[Prompt]
Each record below should be repeated precisely as written.
Segment Open
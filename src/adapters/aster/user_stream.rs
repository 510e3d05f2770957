//! Aster User-Data Stream - Order Push Updates
//!
//! Holds one listen-key WebSocket session. Translates
//! `ORDER_TRADE_UPDATE` frames into `AdapterEvent::Order`, keeps the
//! listen key alive, and reports `AdapterEvent::Disconnected` when the
//! session ends for any reason other than a requested stop.

use std::sync::atomic::{AtomicBool, Ordering};
use std::sync::Arc;
use std::time::Duration;

use anyhow::{Context, Result};
use futures_util::{SinkExt, StreamExt};
use tokio::net::TcpStream;
use tokio::sync::{broadcast, oneshot};
use tokio::time::{interval, Instant, MissedTickBehavior};
use tokio_tungstenite::tungstenite::Message;
use tokio_tungstenite::{connect_async, MaybeTlsStream, WebSocketStream};
use tracing::{debug, info, instrument, warn};

use super::client::AsterClient;
use super::types::{order_update_info, UserStreamEvent};
use crate::ports::exchange::AdapterEvent;

type WsStream = WebSocketStream<MaybeTlsStream<TcpStream>>;

/// Listen keys expire after 60 minutes without a keepalive.
const KEEPALIVE_EVERY: Duration = Duration::from_secs(30 * 60);
/// The venue pings every few minutes; silence beyond this means a dead session.
const STALE_AFTER: Duration = Duration::from_secs(10 * 60);
const HEALTH_CHECK_EVERY: Duration = Duration::from_secs(60);

/// Why a session loop returned.
#[derive(Debug, Clone, Copy, PartialEq, Eq)]
enum SessionEnd {
    Stopped,
    Lost,
}

/// Open the WebSocket for `listen_key` under `ws_url`.
pub async fn open(ws_url: &str, listen_key: &str) -> Result<WsStream> {
    let url = format!("{}/ws/{listen_key}", ws_url.trim_end_matches('/'));
    let (ws, _) = connect_async(url.as_str())
        .await
        .context("Aster user stream connection failed")?;
    Ok(ws)
}

/// One live user-data session.
pub struct UserStream {
    client: Arc<AsterClient>,
    events_tx: broadcast::Sender<AdapterEvent>,
    connected: Arc<AtomicBool>,
    contract: String,
}

impl UserStream {
    pub fn new(
        client: Arc<AsterClient>,
        events_tx: broadcast::Sender<AdapterEvent>,
        connected: Arc<AtomicBool>,
        contract: impl Into<String>,
    ) -> Self {
        Self {
            client,
            events_tx,
            connected,
            contract: contract.into(),
        }
    }

    /// Drive the session until it drops or `stop_rx` fires.
    #[instrument(skip_all, fields(contract = %self.contract))]
    pub async fn run(self, ws: WsStream, stop_rx: oneshot::Receiver<()>) {
        let end = self.session(ws, stop_rx).await;

        self.connected.store(false, Ordering::SeqCst);
        if end == SessionEnd::Lost {
            warn!("Aster user stream lost");
            let _ = self.events_tx.send(AdapterEvent::Disconnected);
        } else {
            info!("Aster user stream stopped");
        }
    }

    async fn session(&self, ws: WsStream, mut stop_rx: oneshot::Receiver<()>) -> SessionEnd {
        let (mut write, mut read) = ws.split();

        let mut keepalive = interval(KEEPALIVE_EVERY);
        keepalive.set_missed_tick_behavior(MissedTickBehavior::Delay);
        keepalive.tick().await;

        let mut health = interval(HEALTH_CHECK_EVERY);
        health.set_missed_tick_behavior(MissedTickBehavior::Delay);

        let mut last_frame = Instant::now();

        loop {
            tokio::select! {
                biased;

                _ = &mut stop_rx => {
                    let _ = write.send(Message::Close(None)).await;
                    return SessionEnd::Stopped;
                }
                _ = keepalive.tick() => {
                    if let Err(e) = self.client.keepalive_listen_key().await {
                        warn!(error = %e, "Listen key keepalive failed");
                        return SessionEnd::Lost;
                    }
                    debug!("Listen key keepalive successful");
                }
                _ = health.tick() => {
                    if last_frame.elapsed() > STALE_AFTER {
                        warn!(idle_secs = last_frame.elapsed().as_secs(), "No frames received, session unhealthy");
                        return SessionEnd::Lost;
                    }
                }
                msg = read.next() => {
                    last_frame = Instant::now();
                    match msg {
                        Some(Ok(Message::Text(text))) => {
                            if !self.handle_message(&text) {
                                return SessionEnd::Lost;
                            }
                        }
                        Some(Ok(Message::Ping(data))) => {
                            debug!(len = data.len(), "Aster ping received");
                            let _ = write.send(Message::Pong(data)).await;
                        }
                        Some(Ok(Message::Close(frame))) => {
                            debug!(?frame, "Aster user stream closed by venue");
                            return SessionEnd::Lost;
                        }
                        Some(Err(e)) => {
                            warn!(error = %e, "Aster user stream error");
                            return SessionEnd::Lost;
                        }
                        None => return SessionEnd::Lost,
                        _ => {}
                    }
                }
            }
        }
    }

    /// Handle one text frame. Returns `false` when the session must end.
    fn handle_message(&self, text: &str) -> bool {
        let event: UserStreamEvent = match serde_json::from_str(text) {
            Ok(e) => e,
            Err(e) => {
                debug!(error = %e, "Unparseable user stream frame");
                return true;
            }
        };

        match event {
            UserStreamEvent::OrderTradeUpdate {
                event_time,
                transaction_time,
                order,
            } => {
                if order.symbol != self.contract {
                    return true;
                }
                match order_update_info(event_time, transaction_time, order) {
                    Some(info) => {
                        debug!(order_id = %info.order_id, status = %info.status, filled = %info.filled_size, "Order update pushed");
                        let _ = self.events_tx.send(AdapterEvent::Order(info));
                    }
                    None => debug!("Order update with unrecognized side or status dropped"),
                }
                true
            }
            UserStreamEvent::ListenKeyExpired => {
                warn!("Listen key expired");
                false
            }
            UserStreamEvent::Other => true,
        }
    }
}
Segment Closed
[Answer to this problem]
filename src/adapters/aster/user_stream.rs
repository 510e3d05f2770957
//! Aster User-Data Stream - Order Push Updates
//!
//! Holds one listen-key WebSocket session. Translates
//! `ORDER_TRADE_UPDATE` frames into `AdapterEvent::Order`, keeps the
//! listen key alive, and reports `AdapterEvent::Disconnected` when the
//! session ends for any reason other than a requested stop.

use std::sync::atomic::{AtomicBool, Ordering};
use std::sync::Arc;
use std::time::Duration;

use anyhow::{Context, Result};
use futures_util::{SinkExt, StreamExt};
use tokio::net::TcpStream;
use tokio::sync::{broadcast, oneshot};
use tokio::time::{interval, Instant, MissedTickBehavior};
use tokio_tungstenite::tungstenite::Message;
use tokio_tungstenite::{connect_async, MaybeTlsStream, WebSocketStream};
use tracing::{debug, info, instrument, warn};

use super::client::AsterClient;
use super::types::{order_update_info, UserStreamEvent};
use crate::ports::exchange::AdapterEvent;

type WsStream = WebSocketStream<MaybeTlsStream<TcpStream>>;

/// Listen keys expire after 60 minutes without a keepalive.
const KEEPALIVE_EVERY: Duration = Duration::from_secs(30 * 60);
/// The venue pings every few minutes; silence beyond this means a dead session.
const STALE_AFTER: Duration = Duration::from_secs(10 * 60);
const HEALTH_CHECK_EVERY: Duration = Duration::from_secs(60);

/// Why a session loop returned.
#[derive(Debug, Clone, Copy, PartialEq, Eq)]
enum SessionEnd {
    Stopped,
    Lost,
}

/// Open the WebSocket for `listen_key` under `ws_url`.
pub async fn open(ws_url: &str, listen_key: &str) -> Result<WsStream> {
    let url = format!("{}/ws/{listen_key}", ws_url.trim_end_matches('/'));
    let (ws, _) = connect_async(url.as_str())
        .await
        .context("Aster user stream connection failed")?;
    Ok(ws)
}

/// One live user-data session.
pub struct UserStream {
    client: Arc<AsterClient>,
    events_tx: broadcast::Sender<AdapterEvent>,
    connected: Arc<AtomicBool>,
    contract: String,
}

impl UserStream {
    pub fn new(
        client: Arc<AsterClient>,
        events_tx: broadcast::Sender<AdapterEvent>,
        connected: Arc<AtomicBool>,
        contract: impl Into<String>,
    ) -> Self {
        Self {
            client,
            events_tx,
            connected,
            contract: contract.into(),
        }
    }

    /// Drive the session until it drops or `stop_rx` fires.
    #[instrument(skip_all, fields(contract = %self.contract))]
    pub async fn run(self, ws: WsStream, stop_rx: oneshot::Receiver<()>) {
        let end = self.session(ws, stop_rx).await;

        self.connected.store(false, Ordering::SeqCst);
        if end == SessionEnd::Lost {
            warn!("Aster user stream lost");
            let _ = self.events_tx.send(AdapterEvent::Disconnected);
        } else {
            info!("Aster user stream stopped");
        }
    }

    async fn session(&self, ws: WsStream, mut stop_rx: oneshot::Receiver<()>) -> SessionEnd {
        let (mut write, mut read) = ws.split();

        let mut keepalive = interval(KEEPALIVE_EVERY);
        keepalive.set_missed_tick_behavior(MissedTickBehavior::Delay);
        keepalive.tick().await;

        let mut health = interval(HEALTH_CHECK_EVERY);
        health.set_missed_tick_behavior(MissedTickBehavior::Delay);

        let mut last_frame = Instant::now();

        loop {
            tokio::select! {
                biased;

                _ = &mut stop_rx => {
                    let _ = write.send(Message::Close(None)).await;
                    return SessionEnd::Stopped;
                }
                _ = keepalive.tick() => {
                    if let Err(e) = self.client.keepalive_listen_key().await {
                        warn!(error = %e, "Listen key keepalive failed");
                        return SessionEnd::Lost;
                    }
                    debug!("Listen key keepalive successful");
                }
                _ = health.tick() => {
                    if last_frame.elapsed() > STALE_AFTER {
                        warn!(idle_secs = last_frame.elapsed().as_secs(), "No frames received, session unhealthy");
                        return SessionEnd::Lost;
                    }
                }
                msg = read.next() => {
                    last_frame = Instant::now();
                    match msg {
                        Some(Ok(Message::Text(text))) => {
                            if !self.handle_message(&text) {
                                return SessionEnd::Lost;
                            }
                        }
                        Some(Ok(Message::Ping(data))) => {
                            debug!(len = data.len(), "Aster ping received");
                            let _ = write.send(Message::Pong(data)).await;
                        }
                        Some(Ok(Message::Close(frame))) => {
                            debug!(?frame, "Aster user stream closed by venue");
                            return SessionEnd::Lost;
                        }
                        Some(Err(e)) => {
                            warn!(error = %e, "Aster user stream error");
                            return SessionEnd::Lost;
                        }
                        None => return SessionEnd::Lost,
                        _ => {}
                    }
                }
            }
        }
    }

    /// Handle one text frame. Returns `false` when the session must end.
    fn handle_message(&self, text: &str) -> bool {
        let event: UserStreamEvent = match serde_json::from_str(text) {
            Ok(e) => e,
            Err(e) => {
                debug!(error = %e, "Unparseable user stream frame");
                return true;
            }
        };

        match event {
            UserStreamEvent::OrderTradeUpdate {
                event_time,
                transaction_time,
                order,
            } => {
                if order.symbol != self.contract {
                    return true;
                }
                match order_update_info(event_time, transaction_time, order) {
                    Some(info) => {
                        debug!(order_id = %info.order_id, status = %info.status, filled = %info.filled_size, "Order update pushed");
                        let _ = self.events_tx.send(AdapterEvent::Order(info));
                    }
                    None => debug!("Order update with unrecognized side or status dropped"),
                }
                true
            }
            UserStreamEvent::ListenKeyExpired => {
                warn!("Listen key expired");
                false
            }
            UserStreamEvent::Other => true,
        }
    }
}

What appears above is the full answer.